RECORDS SHOWN =
▬▬▬▬▬▬

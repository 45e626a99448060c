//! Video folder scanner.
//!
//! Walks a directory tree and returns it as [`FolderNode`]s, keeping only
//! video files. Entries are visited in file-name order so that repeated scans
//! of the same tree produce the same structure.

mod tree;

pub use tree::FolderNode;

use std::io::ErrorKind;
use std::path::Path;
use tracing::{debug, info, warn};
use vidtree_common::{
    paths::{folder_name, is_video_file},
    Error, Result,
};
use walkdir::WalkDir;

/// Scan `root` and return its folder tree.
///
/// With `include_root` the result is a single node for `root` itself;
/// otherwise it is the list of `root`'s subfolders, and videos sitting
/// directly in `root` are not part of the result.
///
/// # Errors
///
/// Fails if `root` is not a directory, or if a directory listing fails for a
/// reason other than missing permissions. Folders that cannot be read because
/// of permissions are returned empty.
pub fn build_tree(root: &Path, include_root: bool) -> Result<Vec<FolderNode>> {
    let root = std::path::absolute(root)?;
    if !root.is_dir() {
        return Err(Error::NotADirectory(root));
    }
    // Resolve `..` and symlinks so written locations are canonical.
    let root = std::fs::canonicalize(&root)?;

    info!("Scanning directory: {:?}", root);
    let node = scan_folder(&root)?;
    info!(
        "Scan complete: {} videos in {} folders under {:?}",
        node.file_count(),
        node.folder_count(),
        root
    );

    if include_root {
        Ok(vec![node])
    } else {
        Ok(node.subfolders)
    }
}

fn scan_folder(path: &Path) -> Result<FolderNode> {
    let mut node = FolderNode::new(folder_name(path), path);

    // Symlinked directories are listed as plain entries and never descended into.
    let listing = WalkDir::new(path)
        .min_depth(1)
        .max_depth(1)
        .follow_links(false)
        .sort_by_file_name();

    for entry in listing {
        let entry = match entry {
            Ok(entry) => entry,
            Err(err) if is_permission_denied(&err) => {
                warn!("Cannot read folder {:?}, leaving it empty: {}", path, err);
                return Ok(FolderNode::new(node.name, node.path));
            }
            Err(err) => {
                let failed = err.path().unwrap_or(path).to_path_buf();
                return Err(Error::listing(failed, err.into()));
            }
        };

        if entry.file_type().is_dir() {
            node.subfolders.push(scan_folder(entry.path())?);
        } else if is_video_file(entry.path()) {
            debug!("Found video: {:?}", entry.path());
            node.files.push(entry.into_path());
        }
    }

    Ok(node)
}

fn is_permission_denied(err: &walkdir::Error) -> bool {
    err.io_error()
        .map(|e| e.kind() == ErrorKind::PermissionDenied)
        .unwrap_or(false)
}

▬▬▬▬▬▬

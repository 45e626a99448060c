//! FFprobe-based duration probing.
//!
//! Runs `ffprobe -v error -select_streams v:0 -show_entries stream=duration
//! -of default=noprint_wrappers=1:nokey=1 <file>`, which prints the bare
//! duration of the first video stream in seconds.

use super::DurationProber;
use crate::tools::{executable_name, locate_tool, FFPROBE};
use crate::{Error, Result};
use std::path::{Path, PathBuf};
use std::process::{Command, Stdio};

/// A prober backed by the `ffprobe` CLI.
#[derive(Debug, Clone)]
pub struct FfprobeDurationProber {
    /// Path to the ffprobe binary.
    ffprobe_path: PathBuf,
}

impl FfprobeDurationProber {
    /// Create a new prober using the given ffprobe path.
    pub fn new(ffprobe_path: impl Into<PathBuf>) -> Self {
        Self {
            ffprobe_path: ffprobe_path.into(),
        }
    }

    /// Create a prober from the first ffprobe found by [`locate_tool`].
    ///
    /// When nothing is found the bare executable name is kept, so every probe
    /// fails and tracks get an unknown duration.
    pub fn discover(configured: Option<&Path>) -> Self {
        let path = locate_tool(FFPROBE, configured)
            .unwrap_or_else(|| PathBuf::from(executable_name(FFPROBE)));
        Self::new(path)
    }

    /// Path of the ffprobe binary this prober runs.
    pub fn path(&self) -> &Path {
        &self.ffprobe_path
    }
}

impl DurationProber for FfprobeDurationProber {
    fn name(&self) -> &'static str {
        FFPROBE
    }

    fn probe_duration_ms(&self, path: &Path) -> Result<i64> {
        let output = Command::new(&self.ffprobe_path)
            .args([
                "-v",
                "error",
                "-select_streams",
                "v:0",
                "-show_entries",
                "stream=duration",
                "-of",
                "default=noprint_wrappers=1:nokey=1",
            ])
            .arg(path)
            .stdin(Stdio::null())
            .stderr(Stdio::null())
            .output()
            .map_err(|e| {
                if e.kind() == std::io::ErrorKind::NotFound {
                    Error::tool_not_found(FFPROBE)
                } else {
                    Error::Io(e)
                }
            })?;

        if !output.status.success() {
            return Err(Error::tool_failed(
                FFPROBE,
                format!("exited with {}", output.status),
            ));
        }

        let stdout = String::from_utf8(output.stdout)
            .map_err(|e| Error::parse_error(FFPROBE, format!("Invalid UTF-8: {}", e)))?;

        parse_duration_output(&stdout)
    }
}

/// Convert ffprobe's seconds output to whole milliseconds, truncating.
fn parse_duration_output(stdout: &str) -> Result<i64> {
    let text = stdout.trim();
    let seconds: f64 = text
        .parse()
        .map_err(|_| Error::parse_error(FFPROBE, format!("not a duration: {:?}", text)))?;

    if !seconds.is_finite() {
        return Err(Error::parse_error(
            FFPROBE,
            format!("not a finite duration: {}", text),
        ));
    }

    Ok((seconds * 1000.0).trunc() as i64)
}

▬▬▬▬▬▬

TASK STATEMENT = Counting only lines of the data above that hold "videos", report the total and nothing else.

EXERCISE OUTPUT = 2